Le emigrazioni tremende che stanno caratterizzando questi anni sono probabilmente la più grande sfida della globalizzazione. Esse pongono, infatti, un problema che non riguarda solo il confronto tra persone diverse, ma soprattutto tra culture diverse. La situazione degli USA di allora è diversa rispetto alle migrazioni di oggi per due ragioni: innanzitutto, all’epoca, moltissimi emigrati condividevano l’ideale cristiano. Anche se appartenevano a denominazioni confessionali differenti, comunque tra loro c’era una sostanziale consonanza di valori, esperienze e tradizioni.

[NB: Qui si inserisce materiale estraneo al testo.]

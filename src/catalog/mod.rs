pub mod driver;
pub mod estimate;
pub mod extract;
pub mod tile_date;
pub mod window;

use chrono::NaiveDate;
use serde::Serialize;
use thiserror::Error;

use extract::DetailSnapshot;

/// Order in which the catalog lists classes.
#[derive(Debug, Clone, Copy, PartialEq, Eq)]
pub enum Direction {
    /// Newest first (the catalog default, descending by air date).
    NewestFirst,
    /// Oldest first (`sort=original_air_time&desc=false`).
    OldestFirst,
}

/// Inclusive, date-only window. Either side may be open.
#[derive(Debug, Clone, Copy, Default, PartialEq, Eq)]
pub struct DateWindow {
    pub start: Option<NaiveDate>,
    pub end: Option<NaiveDate>,
}

impl DateWindow {
    pub fn new(start: Option<NaiveDate>, end: Option<NaiveDate>) -> Self {
        Self { start, end }
    }

    pub fn is_bounded(&self) -> bool {
        self.start.is_some() || self.end.is_some()
    }

    pub fn contains(&self, date: NaiveDate) -> bool {
        self.start.map_or(true, |s| date >= s) && self.end.map_or(true, |e| date <= e)
    }
}

/// One rendered tile. Only valid until the host list re-renders.
#[derive(Debug, Clone, PartialEq)]
pub struct CatalogEntry {
    pub index: usize,
    pub raw_date: Option<String>,
    pub title: String,
}

/// The persisted unit, keyed by `id`.
#[derive(Debug, Clone, PartialEq, Serialize)]
pub struct ClassRecord {
    pub id: String,
    pub title: String,
    pub instructor: String,
    pub duration_minutes: Option<u32>,
    pub difficulty_rating: Option<f64>,
    pub class_type: String,
    pub original_air_time: Option<NaiveDate>,
    pub url: String,
}

#[derive(Debug, Error)]
pub enum HostError {
    #[error("timed out waiting for {0}")]
    Timeout(String),
    #[error("stale element reference: {0}")]
    StaleReference(String),
    #[error("interaction failed: {0}")]
    Interaction(String),
    #[error("session expired (redirected to login)")]
    SessionExpired,
    #[error("navigation failed: {0}")]
    Navigation(String),
}

impl HostError {
    /// Session-level failures end the run immediately; the rest are counted.
    pub fn is_fatal(&self) -> bool {
        matches!(self, HostError::SessionExpired | HostError::Navigation(_))
    }
}

/// Capability view of the lazily-loading catalog page.
///
/// Implementations own every wait and must bound it.
pub trait CatalogHost {
    /// Snapshot of the tiles currently rendered, in list order.
    fn list_entries(&mut self) -> Result<Vec<CatalogEntry>, HostError>;

    /// Ask the page to load more tiles. `false` means the host knows nothing
    /// more can appear.
    fn request_more(&mut self) -> Result<bool, HostError>;

    /// Open the detail view for `entry`, returning the page URL afterwards.
    fn open_entry(&mut self, entry: &CatalogEntry) -> Result<String, HostError>;

    /// Read the in-place detail view once its presence marker shows up.
    fn read_detail(&mut self) -> Result<DetailSnapshot, HostError>;

    /// Read the detail view through a deep link in a separate, short-lived
    /// context. The context is gone when this returns.
    fn read_detail_isolated(&mut self, class_id: &str) -> Result<DetailSnapshot, HostError>;

    fn close_entry(&mut self) -> Result<(), HostError>;
}

/// Receives each record as soon as it is extracted.
pub trait RecordSink {
    fn persist(&mut self, record: &ClassRecord) -> anyhow::Result<()>;
}

impl<F> RecordSink for F
where
    F: FnMut(&ClassRecord) -> anyhow::Result<()>,
{
    fn persist(&mut self, record: &ClassRecord) -> anyhow::Result<()> {
        self(record)
    }
}

/// Pull the class identifier out of a detail URL.
pub fn class_id_from_url(url: &str) -> String {
    if let Some((_, rest)) = url.split_once("classId=") {
        return rest.split(['&', '#']).next().unwrap_or_default().to_string();
    }
    url.trim_end_matches('/')
        .rsplit('/')
        .next()
        .unwrap_or_default()
        .split(['?', '#'])
        .next()
        .unwrap_or_default()
        .to_string()
}

pub fn deep_link(base_url: &str, class_id: &str) -> String {
    format!("{}?modal=classDetailsModal&classId={}", base_url, class_id)
}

Non è questo che sta accadendo all’Europa di oggi: la vostra vicinanza geografica ai paesi islamici vi sta ponendo sfide diverse.
E qual è la seconda ragione?
L’ulteriore differenza riguarda il carattere della società americana. Negli USA abbiamo chiara l’idea secondo cui accettando alcuni principi, quelli della società americana, allora diventi americano, puoi già dirti americano. Questa opportunità, perciò, è aperta pressoché a ogni persona del mondo che venga in America, e che concordi con l’esperimento americano. È più difficile per un americano, per esempio, andare in Giappone, uniformarsi a quelle tradizioni e dire “sono giapponese”. Per questa sfida, in verità, non abbiamo ancora trovato una buona risposta. Quest’aspetto, però, è ben più problematico in Europa che negli Stati Uniti.
I Cavalieri di Colombo sono espressione di una società sussidiaria. Quale concetto di sussidiarietà lei ha in mente nel dirigere questa organizzazione?
La sussidiarietà non è di certo un sistema per concentrare più potere in quello o in quell’altro livello di governo; è un principio che mira ad attribuire più potere alle persone e che contribuisce a maturare la responsabilità individuale. I Cavalieri di Colombo hanno sempre sostenuto un concetto di sussidiarietà basato sull’idea di solidarietà e di responsabilità personale.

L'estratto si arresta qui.